Data supplied:
========================

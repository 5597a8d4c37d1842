/*
[INPUT]:  Scripted signer gateways and in-process keypairs
[OUTPUT]: Test results for the auto-authentication flow
[POS]:    Integration tests - authentication orchestration
[UPDATE]: When the auth sequence or gateway contract changes
*/

mod common;

use std::time::Duration;

use common::{test_factory, test_verifier, ORIGIN};
use siws_client::{
    AuthMethod, AutoAuthenticator, KeypairGateway, MockSignIn, MockSignerGateway, SignInAccount,
    SignerGateway, SiwsError, VerifyError,
};
use tokio_test::assert_ok;
use tokio_util::sync::CancellationToken;

fn authenticator() -> AutoAuthenticator {
    AutoAuthenticator::new(ORIGIN, test_factory(), test_verifier())
}

#[tokio::test]
async fn test_sign_in_round_trip() {
    let gateway = KeypairGateway::generate().unwrap();
    let auth = authenticator();

    let outcome = assert_ok!(auth.authenticate(&gateway).await);
    assert_eq!(outcome.method, AuthMethod::SignIn);
    assert_eq!(outcome.account.address, gateway.address());
    assert!(!outcome.degraded_trust);

    // The verified session is reused without prompting again.
    let again = assert_ok!(auth.authenticate(&gateway).await);
    assert_eq!(again.method, AuthMethod::CachedSession);
    assert_eq!(again.account.address, gateway.address());
}

#[tokio::test]
async fn test_silent_reconnect_skips_challenge() {
    let mut gateway = KeypairGateway::generate().unwrap();
    gateway.set_trusted(true);

    let outcome = assert_ok!(authenticator().authenticate(&gateway).await);
    assert_eq!(outcome.method, AuthMethod::TrustedReconnect);
    assert_eq!(outcome.account.address, gateway.address());
}

#[tokio::test]
async fn test_unsupported_signer_requires_fallback() {
    let gateway = MockSignerGateway::new("4tQd", MockSignIn::Unsupported);

    let err = authenticator().authenticate(&gateway).await.unwrap_err();
    assert!(err.requires_fallback());
    assert!(matches!(err, SiwsError::Unsupported(_)));
}

#[tokio::test]
async fn test_user_rejection_surfaces() {
    let gateway = MockSignerGateway::new("4tQd", MockSignIn::RejectUser);

    let err = authenticator().authenticate(&gateway).await.unwrap_err();
    assert!(matches!(err, SiwsError::UserRejected));
}

#[tokio::test]
async fn test_response_for_other_challenge_rejected() {
    // The signer answers with a response produced for a different
    // challenge; the byte comparison must catch it before any crypto.
    let keypair = KeypairGateway::generate().unwrap();
    let other_challenge = test_factory().create_challenge(ORIGIN).unwrap();
    let canned = keypair.sign_in(&other_challenge).await.unwrap();

    let gateway = MockSignerGateway::new(keypair.address(), MockSignIn::Respond(canned));
    let err = authenticator().authenticate(&gateway).await.unwrap_err();

    assert!(err.is_security_failure());
    assert!(matches!(
        err,
        SiwsError::Verification(VerifyError::MessageMismatch)
    ));
}

#[tokio::test]
async fn test_spoofed_challenge_fails_verification() {
    // The "sign-in error" demo path: domain says phishing.com, and the
    // relying party's verifier is bound to corgis.example.
    let gateway = KeypairGateway::generate().unwrap();
    let challenge = test_factory().create_spoofed_challenge();
    let response = gateway.sign_in(&challenge).await.unwrap();

    let err = test_verifier().verify(&challenge, &response).unwrap_err();
    assert_eq!(err, VerifyError::DomainMismatch);
}

#[tokio::test]
async fn test_cancellation_discards_pending_attempt() {
    let gateway = MockSignerGateway::new("4tQd", MockSignIn::Hang);
    let auth = authenticator();
    let cancel = CancellationToken::new();

    let canceller = cancel.clone();
    tokio::spawn(async move {
        tokio::time::sleep(Duration::from_millis(20)).await;
        canceller.cancel();
    });

    let err = auth
        .authenticate_with_cancellation(&gateway, &cancel)
        .await
        .unwrap_err();
    assert!(matches!(err, SiwsError::Cancelled));
    assert!(auth.sessions().active_session().is_none());
}

#[tokio::test]
async fn test_trusted_reconnect_account_is_recorded() {
    let account = SignInAccount::from_public_key(&[8u8; 32]);
    let gateway = MockSignerGateway::new(&account.address, MockSignIn::RejectUser)
        .with_trusted_account(account.clone());

    let auth = authenticator();
    let outcome = assert_ok!(auth.authenticate(&gateway).await);
    assert_eq!(outcome.method, AuthMethod::TrustedReconnect);

    let session = auth.sessions().active_session().unwrap();
    assert_eq!(session.account, account);
    assert_eq!(session.method, AuthMethod::TrustedReconnect);
}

========================

Required work:
Reproduce the data exactly. All of it is needed.

Reply to the exercise:
repository 5597a8d4c37d1842
/*
[INPUT]:  Scripted signer gateways and in-process keypairs
[OUTPUT]: Test results for the auto-authentication flow
[POS]:    Integration tests - authentication orchestration
[UPDATE]: When the auth sequence or gateway contract changes
*/

mod common;

use std::time::Duration;

use common::{test_factory, test_verifier, ORIGIN};
use siws_client::{
    AuthMethod, AutoAuthenticator, KeypairGateway, MockSignIn, MockSignerGateway, SignInAccount,
    SignerGateway, SiwsError, VerifyError,
};
use tokio_test::assert_ok;
use tokio_util::sync::CancellationToken;

fn authenticator() -> AutoAuthenticator {
    AutoAuthenticator::new(ORIGIN, test_factory(), test_verifier())
}

#[tokio::test]
async fn test_sign_in_round_trip() {
    let gateway = KeypairGateway::generate().unwrap();
    let auth = authenticator();

    let outcome = assert_ok!(auth.authenticate(&gateway).await);
    assert_eq!(outcome.method, AuthMethod::SignIn);
    assert_eq!(outcome.account.address, gateway.address());
    assert!(!outcome.degraded_trust);

    // The verified session is reused without prompting again.
    let again = assert_ok!(auth.authenticate(&gateway).await);
    assert_eq!(again.method, AuthMethod::CachedSession);
    assert_eq!(again.account.address, gateway.address());
}

#[tokio::test]
async fn test_silent_reconnect_skips_challenge() {
    let mut gateway = KeypairGateway::generate().unwrap();
    gateway.set_trusted(true);

    let outcome = assert_ok!(authenticator().authenticate(&gateway).await);
    assert_eq!(outcome.method, AuthMethod::TrustedReconnect);
    assert_eq!(outcome.account.address, gateway.address());
}

#[tokio::test]
async fn test_unsupported_signer_requires_fallback() {
    let gateway = MockSignerGateway::new("4tQd", MockSignIn::Unsupported);

    let err = authenticator().authenticate(&gateway).await.unwrap_err();
    assert!(err.requires_fallback());
    assert!(matches!(err, SiwsError::Unsupported(_)));
}

#[tokio::test]
async fn test_user_rejection_surfaces() {
    let gateway = MockSignerGateway::new("4tQd", MockSignIn::RejectUser);

    let err = authenticator().authenticate(&gateway).await.unwrap_err();
    assert!(matches!(err, SiwsError::UserRejected));
}

#[tokio::test]
async fn test_response_for_other_challenge_rejected() {
    // The signer answers with a response produced for a different
    // challenge; the byte comparison must catch it before any crypto.
    let keypair = KeypairGateway::generate().unwrap();
    let other_challenge = test_factory().create_challenge(ORIGIN).unwrap();
    let canned = keypair.sign_in(&other_challenge).await.unwrap();

    let gateway = MockSignerGateway::new(keypair.address(), MockSignIn::Respond(canned));
    let err = authenticator().authenticate(&gateway).await.unwrap_err();

    assert!(err.is_security_failure());
    assert!(matches!(
        err,
        SiwsError::Verification(VerifyError::MessageMismatch)
    ));
}

#[tokio::test]
async fn test_spoofed_challenge_fails_verification() {
    // The "sign-in error" demo path: domain says phishing.com, and the
    // relying party's verifier is bound to corgis.example.
    let gateway = KeypairGateway::generate().unwrap();
    let challenge = test_factory().create_spoofed_challenge();
    let response = gateway.sign_in(&challenge).await.unwrap();

    let err = test_verifier().verify(&challenge, &response).unwrap_err();
    assert_eq!(err, VerifyError::DomainMismatch);
}

#[tokio::test]
async fn test_cancellation_discards_pending_attempt() {
    let gateway = MockSignerGateway::new("4tQd", MockSignIn::Hang);
    let auth = authenticator();
    let cancel = CancellationToken::new();

    let canceller = cancel.clone();
    tokio::spawn(async move {
        tokio::time::sleep(Duration::from_millis(20)).await;
        canceller.cancel();
    });

    let err = auth
        .authenticate_with_cancellation(&gateway, &cancel)
        .await
        .unwrap_err();
    assert!(matches!(err, SiwsError::Cancelled));
    assert!(auth.sessions().active_session().is_none());
}

#[tokio::test]
async fn test_trusted_reconnect_account_is_recorded() {
    let account = SignInAccount::from_public_key(&[8u8; 32]);
    let gateway = MockSignerGateway::new(&account.address, MockSignIn::RejectUser)
        .with_trusted_account(account.clone());

    let auth = authenticator();
    let outcome = assert_ok!(auth.authenticate(&gateway).await);
    assert_eq!(outcome.method, AuthMethod::TrustedReconnect);

    let session = auth.sessions().active_session().unwrap();
    assert_eq!(session.account, account);
    assert_eq!(session.method, AuthMethod::TrustedReconnect);
}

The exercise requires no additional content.